Но ему было все-таки жаль ее, и он снял телефонную трубку:
— Больница? Мазин говорит. Меня интересует состояние Семенистого. Да, да. Того самого. Говорите, лучше?
И Мазин протянул трубку через стол, чтобы Алла услышала сама.
Она улыбнулась сквозь слезы.
— Спасибо.
— Не стоит. Вашему Эдику еще придется отвечать перед судом.
— Он не виноват.
— А ворованные детали к приемникам кто «реализовывал»?
— Не для себя…
— Скажите пожалуйста, какой общественник! Ему платили за это!
— Но он не воровал.
— Зато прекрасно знал, откуда берутся детали. Ведь «кожаный» работал на радиозаводе.
— Он хотел уйти. Они запутали его. Сам заведующий…
— «Хозяин»? Интересная личность! Впрочем, все это, собственно, не по моей части. В убийстве же Семенистый не виноват, хотя побеседовать с ним и небезынтересно.
— Я потому и пришла. Я сама была там.
— Где?
— Там, в квартире, ночью…
Мазин даже подался вперед, наклонившись через стол.
— И вы видели, кто входил в квартиру?
Алла закрыла лицо руками.
— Хорошо, рассказывайте.
— Мы гуляли, а потом Эдик сказал, что старика не будет всю ночь, и я… пошла к нему.
Мазин невольно отвел глаза, а она заговорила быстро:
— Вы понимаете, я люблю его, мы хотели пожениться, но я боялась за него. Я сказала, что, пока он не порвет с этими, я с ним не буду. Сначала он смеялся, говорил, что я глупая, не умею жить, но потом понял. И обещал. Мы уже обо всем договорились…

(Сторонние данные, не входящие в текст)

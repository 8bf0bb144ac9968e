//! The per-mount data folder record and its handlers.

use std::collections::VecDeque;
use std::path::PathBuf;
use std::sync::Arc;

use http::StatusCode;
use tracing::debug;

use crate::bridge::CapabilityBridge;
use crate::context::RequestContext;
use crate::engine::WikiServer;
use crate::error::LoadError;
use crate::events::FolderEvents;

/// Observable lifecycle state of a data folder.
#[derive(Debug, Clone, Copy, PartialEq, Eq)]
pub enum FolderState {
    Loading,
    Ready,
    Failed,
}

/// Delegates requests to a booted engine through the capability bridge.
pub(crate) struct ReadyHandler {
    mount: String,
    server: Arc<dyn WikiServer>,
    bridge: Arc<CapabilityBridge>,
}

impl ReadyHandler {
    pub fn new(mount: &str, server: Arc<dyn WikiServer>, bridge: Arc<CapabilityBridge>) -> Self {
        Self {
            mount: mount.to_string(),
            server,
            bridge,
        }
    }

    fn handle(&self, ctx: RequestContext) {
        let (request, response) = self.bridge.delegate(ctx, &self.mount);
        let token = request.token();
        self.server.request_handler(request, response);
        if self.bridge.discard(&token) {
            debug!(mount = %self.mount, "engine served a request without authenticating it");
        }
    }
}

/// Terminal handler of a folder whose load failed.
pub(crate) struct LoadFailure {
    error: String,
    body: String,
}

impl LoadFailure {
    pub fn new(error: &LoadError, reload_param: &str) -> Self {
        Self {
            error: error.to_string(),
            body: failure_message(reload_param),
        }
    }

    pub fn error(&self) -> &str {
        &self.error
    }

    fn respond(&self, ctx: &RequestContext) {
        ctx.respond(StatusCode::INTERNAL_SERVER_ERROR, self.body.clone());
    }
}

/// Body of every response from a failed data folder.
pub fn failure_message(reload_param: &str) -> String {
    format!(
        "The data folder failed to load. The error has been logged to the terminal. \
         To try again, use ?{}=true after making any necessary corrections.",
        reload_param
    )
}

pub(crate) enum Lifecycle {
    /// Requests are buffered in `DataFolder::pending`.
    Loading,
    Ready(Arc<ReadyHandler>),
    Failed(Arc<LoadFailure>),
}

/// A handler that answers requests, available once loading ended.
#[derive(Clone)]
pub(crate) enum Handler {
    Ready(Arc<ReadyHandler>),
    Failed(Arc<LoadFailure>),
}

impl Handler {
    pub fn serve(&self, ctx: RequestContext) {
        match self {
            Handler::Ready(ready) => ready.handle(ctx),
            Handler::Failed(failure) => {
                debug!(
                    path = ctx.request.path(),
                    error = failure.error(),
                    "answering from a failed data folder"
                );
                failure.respond(&ctx)
            }
        }
    }
}

impl Lifecycle {
    pub fn state(&self) -> FolderState {
        match self {
            Lifecycle::Loading => FolderState::Loading,
            Lifecycle::Ready(_) => FolderState::Ready,
            Lifecycle::Failed(_) => FolderState::Failed,
        }
    }

    pub fn handler(&self) -> Option<Handler> {
        match self {
            Lifecycle::Loading => None,
            Lifecycle::Ready(ready) => Some(Handler::Ready(Arc::clone(ready))),
            Lifecycle::Failed(failure) => Some(Handler::Failed(Arc::clone(failure))),
        }
    }
}

impl From<Handler> for Lifecycle {
    fn from(handler: Handler) -> Self {
        match handler {
            Handler::Ready(ready) => Lifecycle::Ready(ready),
            Handler::Failed(failure) => Lifecycle::Failed(failure),
        }
    }
}

/// Registry entry for one mount.
pub(crate) struct DataFolder {
    pub folder: PathBuf,
    pub generation: u64,
    pub lifecycle: Lifecycle,
    pub pending: VecDeque<RequestContext>,

    /// Set while the queue taken at the handler swap is being replayed.
    pub flushing: bool,

    pub events: Arc<FolderEvents>,
}

impl DataFolder {
    pub fn loading(folder: PathBuf, generation: u64) -> Self {
        Self {
            folder,
            generation,
            lifecycle: Lifecycle::Loading,
            pending: VecDeque::new(),
            flushing: false,
            events: Arc::new(FolderEvents::new()),
        }
    }

    /// Whether an arriving request must queue behind earlier ones.
    pub fn buffers(&self) -> bool {
        self.flushing || matches!(self.lifecycle, Lifecycle::Loading)
    }
}

#[cfg(test)]
mod tests {
    use super::*;
    use crate::context::{InboundRequest, ResponseSink};

    #[test]
    fn failure_message_names_reload_param() {
        let message = failure_message("reload");
        assert!(message.contains("?reload=true"));
        assert!(failure_message("refresh").contains("?refresh=true"));
    }

    #[test]
    fn failed_handler_answers_500() {
        let failure = Arc::new(LoadFailure::new(
            &LoadError::UnsupportedType("x".to_string()),
            "reload",
        ));
        assert!(failure.error().contains("unsupported"));

        let (sink, mut rx) = ResponseSink::channel();
        let ctx = RequestContext::new(InboundRequest::get("/w/").unwrap(), sink);
        Handler::Failed(failure).serve(ctx);

        let response = rx.try_recv().unwrap();
        assert_eq!(response.status(), StatusCode::INTERNAL_SERVER_ERROR);
        assert_eq!(response.body().as_ref(), failure_message("reload").as_bytes());
    }

    #[test]
    fn loading_record_buffers() {
        let mut folder = DataFolder::loading(PathBuf::from("/srv/w"), 1);
        assert_eq!(folder.lifecycle.state(), FolderState::Loading);
        assert!(folder.buffers());
        assert!(folder.lifecycle.handler().is_none());

        let failure = Arc::new(LoadFailure::new(
            &LoadError::Aborted("test".to_string()),
            "reload",
        ));
        folder.lifecycle = Lifecycle::Failed(failure);
        assert!(!folder.buffers());

        folder.flushing = true;
        assert!(folder.buffers());
        assert_eq!(folder.lifecycle.state(), FolderState::Failed);
    }
}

Аллочка волновалась, сбивалась поминутно.
— Вдруг слышим, дверь открывается…
— Минутку. Дверь открыли ключом?
— Не знаю. Мы услышали, когда уже открылась. Мы перепугались. Старик был очень строгий. Он мог выгнать Эдика с квартиры. Мы притаились. Ведь мы думали, что это он, старик. Сидим тихо. Он постоял немножко в коридоре, наверно, присматривался, куда идти. Вернее, это я потом так решила, что присматривался, а тогда мы об этом не думали: зачем ему в своем доме присматриваться? Верно ведь? И он даже свет не зажег — в щели под дверью было темно.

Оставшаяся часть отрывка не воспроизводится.